GPT for Google Sheets, Docs AI, Slides, Forms

Survey Coding Template

Code open-ended survey answers into themes in Google Sheets with AI. Free template: codebook in one cell, =GPT_CLASSIFY() and =GPT_TAG() do the labeling.

The verbatims question is always the most interesting and the last one analyzed — because hand-coding 2,000 open ends takes days. With a codebook in one cell and two formulas, it takes one pass.

Layout

Put your codebook in E1, e.g. “price, missing features, ease of use, support experience, performance, other”. Then:

Column Content Formula
A Open-ended answer
B Primary code =GPT_CLASSIFY(A2, $E$1)
C All applicable codes =GPT_TAG(A2, $E$1)
D Sentiment =GPT_CLASSIFY(A2, "positive, neutral, negative, mixed")

Column B gives you clean frequency counts; column C catches answers that touch several themes. Pivot on B x D for the classic theme-by-sentiment grid.

Building the codebook from the data

No predefined codes? Sample first:

=GPT("Read these survey answers and propose 6-10 recurring themes as a comma-separated list, most frequent first.", TEXTJOIN(" ||| ", TRUE, A2:A150))

Edit the proposal by hand — merge overlaps, rename vague codes — put it in E1, and code the full dataset against it.

Variations

  • Code definitions — ambiguous themes? Define them inline: "price: cost or value complaints, usability: hard to learn or navigate, ..." — the classifier follows definitions, not just labels.
  • Representative quotes=GPT_EXTRACT(A2, "the most vivid phrase") gives you the quote bank for the report.
  • Multilingual surveys=GPT_TRANSLATE(A2, "English") in a helper column, then code translations so one codebook covers all markets.
  • Report paragraph=GPT_SUMMARIZE(TEXTJOIN(" | ", TRUE, A2:A500), "one paragraph of key findings with rough proportions") drafts the writeup.

Get started

  1. Install GPT for Sheets from the Google Workspace Marketplace (free tier included, no API keys needed).
  2. Paste responses into column A, your codebook into E1, then add the formulas.
  3. Drag the formulas down your rows, then use Replace all GPT formulas with results before pivoting.
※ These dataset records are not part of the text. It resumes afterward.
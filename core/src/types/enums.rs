use std::fmt;

/// Graphic type of a spatial coordinates (SCOORD/SCOORD3D) content item
#[derive(Debug, Clone, Copy, PartialEq, Eq, Hash)]
pub enum GraphicType {
    Point,
    Multipoint,
    Polyline,
    Polygon,
    Circle,
    Ellipse,
    Ellipsoid,
}

impl GraphicType {
    /// Returns the DICOM defined term for this graphic type
    pub fn dicom_term(&self) -> &'static str {
        match self {
            GraphicType::Point => "POINT",
            GraphicType::Multipoint => "MULTIPOINT",
            GraphicType::Polyline => "POLYLINE",
            GraphicType::Polygon => "POLYGON",
            GraphicType::Circle => "CIRCLE",
            GraphicType::Ellipse => "ELLIPSE",
            GraphicType::Ellipsoid => "ELLIPSOID",
        }
    }

    /// Parses a graphic type from its DICOM defined term
    ///
    /// Returns `None` for unrecognized terms.
    #[allow(clippy::should_implement_trait)]
    pub fn from_str(s: &str) -> Option<Self> {
        match s.trim().to_uppercase().as_str() {
            "POINT" => Some(GraphicType::Point),
            "MULTIPOINT" => Some(GraphicType::Multipoint),
            "POLYLINE" => Some(GraphicType::Polyline),
            "POLYGON" => Some(GraphicType::Polygon),
            "CIRCLE" => Some(GraphicType::Circle),
            "ELLIPSE" => Some(GraphicType::Ellipse),
            "ELLIPSOID" => Some(GraphicType::Ellipsoid),
            _ => None,
        }
    }
}

impl fmt::Display for GraphicType {
    fn fmt(&self, f: &mut fmt::Formatter<'_>) -> fmt::Result {
        write!(f, "{}", self.dicom_term())
    }
}

/// What to do with an SR document that carries more than one
/// "Specimen Container Identifier" item
#[derive(Debug, Clone, Copy, PartialEq, Eq, Hash, Default, serde::Serialize, serde::Deserialize)]
#[serde(rename_all = "lowercase")]
pub enum AmbiguousContainerPolicy {
    /// The document contributes no measurement groups
    #[default]
    Skip,

    /// Measurement groups are extracted without container filtering
    Include,
}

impl AmbiguousContainerPolicy {
    /// Returns simple name for display
    pub fn simple_name(&self) -> &'static str {
        match self {
            AmbiguousContainerPolicy::Skip => "skip",
            AmbiguousContainerPolicy::Include => "include",
        }
    }
}

impl fmt::Display for AmbiguousContainerPolicy {
    fn fmt(&self, f: &mut fmt::Formatter<'_>) -> fmt::Result {
        write!(f, "{}", self.simple_name())
    }
}
pub mod cli;
pub mod config;
pub mod convert;
pub mod dicomweb;
pub mod error;
pub mod export;
pub mod extraction;
pub mod fetch;
pub mod input;
pub mod output;
pub mod pipeline;
pub mod types;

#[cfg(test)]
mod testing;

pub use cli::report::{ProgressLine, SummaryReport};
pub use config::{Config, StoreConfig};
pub use convert::convert;
pub use dicomweb::{DicomWebClient, HttpDicomWebClient, InstanceRef};
pub use error::{Result, RoiExportError};
pub use export::{to_pixel_features, FeatureCollection, PixelTransform};
pub use fetch::AnnotationFetcher;
pub use input::{load_rows, InputRow};
pub use output::OutputWriter;
pub use pipeline::{ExportOutcome, Pipeline, RunSummary};
pub use types::*;
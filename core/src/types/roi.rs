use super::GraphicType;

/// Coded concept as found in SR code sequences
#[derive(Debug, Clone, PartialEq, Eq)]
pub struct CodedConcept {
    pub value: String,
    pub scheme: String,
    pub meaning: String,
}

impl CodedConcept {
    /// Creates a new CodedConcept
    pub fn new(value: &str, scheme: &str, meaning: &str) -> Self {
        Self {
            value: value.to_string(),
            scheme: scheme.to_string(),
            meaning: meaning.to_string(),
        }
    }

    /// Checks value and coding scheme, ignoring the meaning
    pub fn is(&self, value: &str, scheme: &str) -> bool {
        self.value == value && self.scheme == scheme
    }
}

/// Image region of a planar ROI measurement group
///
/// Coordinates are (x, y) in the frame of reference of the annotated
/// slide, in millimeters. The z component of 3D coordinates is dropped.
#[derive(Debug, Clone, PartialEq)]
pub struct ImageRegion {
    pub graphic_type: GraphicType,
    pub coordinates: Vec<(f64, f64)>,
}

/// Planar ROI measurement group extracted from an SR document
#[derive(Debug, Clone, PartialEq)]
pub struct PlanarRoiGroup {
    /// Free-text tracking identifier
    pub tracking_identifier: Option<String>,

    /// Tracking unique identifier
    pub tracking_uid: Option<String>,

    /// Finding category of the group
    pub finding: Option<CodedConcept>,

    /// Image region; `None` when the group references a segmentation instead
    pub roi: Option<ImageRegion>,
}
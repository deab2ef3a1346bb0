//! Physical-to-pixel rescaling and QuPath GeoJSON structures

mod feature;
mod rescale;

pub use feature::{
    AnnotationProperties, FeatureCollection, PixelFeature, PixelPosition, PolygonGeometry,
};
pub use rescale::{to_pixel_features, PixelTransform};
use crate::error::{Result, RoiExportError};
use log::debug;
use std::process::Command;

/// Environment variable consulted when the configuration names none
pub const DEFAULT_ACCESS_TOKEN_ENV: &str = "GOOGLE_OAUTH_ACCESS_TOKEN";

/// Resolves the OAuth bearer token for the Healthcare API
///
/// Order: explicit token, the environment variable `token_env`
/// (default [`DEFAULT_ACCESS_TOKEN_ENV`]), then `gcloud auth print-access-token`.
pub fn resolve_access_token(explicit: Option<&str>, token_env: Option<&str>) -> Result<String> {
    if let Some(token) = explicit.map(str::trim).filter(|t| !t.is_empty()) {
        debug!("Using access token from command line");
        return Ok(token.to_string());
    }

    let env_name = token_env.unwrap_or(DEFAULT_ACCESS_TOKEN_ENV);
    if let Some(token) = std::env::var(env_name)
        .ok()
        .map(|t| t.trim().to_string())
        .filter(|t| !t.is_empty())
    {
        debug!("Using access token from ${}", env_name);
        return Ok(token);
    }

    debug!("Requesting access token from gcloud");
    let output = Command::new("gcloud")
        .args(["auth", "print-access-token"])
        .output()
        .map_err(|e| RoiExportError::Retrieval(format!("failed to run gcloud: {}", e)))?;

    if !output.status.success() {
        return Err(RoiExportError::Retrieval(format!(
            "gcloud auth print-access-token failed: {}",
            String::from_utf8_lossy(&output.stderr).trim()
        )));
    }

    let token = String::from_utf8_lossy(&output.stdout).trim().to_string();
    if token.is_empty() {
        return Err(RoiExportError::Retrieval(
            "gcloud returned an empty access token".to_string(),
        ));
    }
    Ok(token)
}
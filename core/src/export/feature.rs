use serde::{Deserialize, Serialize};

/// Pixel position written as `[row, col]`
pub type PixelPosition = [i64; 2];

/// QuPath feature collection for one (study, finding) pair
#[derive(Debug, Clone, PartialEq, Serialize, Deserialize)]
#[serde(tag = "type", rename = "FeatureCollection")]
pub struct FeatureCollection {
    pub features: Vec<PixelFeature>,
}

impl FeatureCollection {
    /// Get the number of features
    pub fn len(&self) -> usize {
        self.features.len()
    }

    /// Check if the collection is empty
    pub fn is_empty(&self) -> bool {
        self.features.is_empty()
    }
}

/// One annotation polygon in pixel space
#[derive(Debug, Clone, PartialEq, Serialize, Deserialize)]
#[serde(tag = "type", rename = "Feature")]
pub struct PixelFeature {
    pub geometry: PolygonGeometry,
    pub properties: AnnotationProperties,
}

impl PixelFeature {
    /// Creates a locked annotation named `<category>_<index>`
    pub fn new(ring: Vec<PixelPosition>, category: &str, index: usize) -> Self {
        Self {
            geometry: PolygonGeometry {
                coordinates: vec![ring],
            },
            properties: AnnotationProperties {
                object_type: "annotation".to_string(),
                name: format!("{}_{}", category, index),
                is_locked: true,
            },
        }
    }
}

/// GeoJSON polygon geometry with integer coordinates
#[derive(Debug, Clone, PartialEq, Serialize, Deserialize)]
#[serde(tag = "type", rename = "Polygon")]
pub struct PolygonGeometry {
    pub coordinates: Vec<Vec<PixelPosition>>,
}

/// QuPath object properties
#[derive(Debug, Clone, PartialEq, Serialize, Deserialize)]
#[serde(rename_all = "camelCase")]
pub struct AnnotationProperties {
    pub object_type: String,
    pub name: String,
    pub is_locked: bool,
}

#[cfg(test)]
mod tests {
    use super::*;
    use serde_json::json;

    #[test]
    fn test_serialized_layout() {
        let collection = FeatureCollection {
            features: vec![PixelFeature::new(vec![[1, 1], [1, 10], [10, 10]], "tumor", 0)],
        };

        let value = serde_json::to_value(&collection).unwrap();
        assert_eq!(
            value,
            json!({
                "type": "FeatureCollection",
                "features": [{
                    "type": "Feature",
                    "geometry": {
                        "type": "Polygon",
                        "coordinates": [[[1, 1], [1, 10], [10, 10]]]
                    },
                    "properties": {
                        "objectType": "annotation",
                        "name": "tumor_0",
                        "isLocked": true
                    }
                }]
            })
        );
    }

    #[test]
    fn test_coordinates_are_integers() {
        let feature = PixelFeature::new(vec![[3, -4]], "artifact", 2);
        let text = serde_json::to_string(&feature).unwrap();
        assert!(text.contains("[[[3,-4]]]"));
        assert!(text.starts_with("{\"type\":\"Feature\""));
    }

    #[test]
    fn test_parse_back() {
        let text = r#"{"type":"FeatureCollection","features":[{"type":"Feature","geometry":{"type":"Polygon","coordinates":[[[0,0],[0,5],[5,5]]]},"properties":{"objectType":"annotation","name":"artifact_3","isLocked":true}}]}"#;
        let collection: FeatureCollection = serde_json::from_str(text).unwrap();
        assert_eq!(collection.len(), 1);
        assert_eq!(collection.features[0].properties.name, "artifact_3");
    }
}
Function reference: GPT functions for Google Sheets. For review and NPS data specifically, see the sentiment analysis template.

FAQ

How do I build the codebook if I don’t have one yet?

Let the data propose it: run =GPT(“Read these answers and propose 6-10 recurring themes, comma-separated”) over a sample of 100-200 responses, edit the list by hand, then code the full set against your edited codebook.

Is AI coding as good as human coders?

It is far more consistent than tired humans on repetitive labels, and it never drifts mid-dataset. Best practice stays the same as with human coders: spot-check a sample, refine ambiguous code definitions, and re-run — a full re-code costs minutes, not days.

How many responses can I code?

GPT for Sheets processes up to 10,000 results per hour, so typical survey datasets — hundreds to a few thousand verbatims — code in a single run.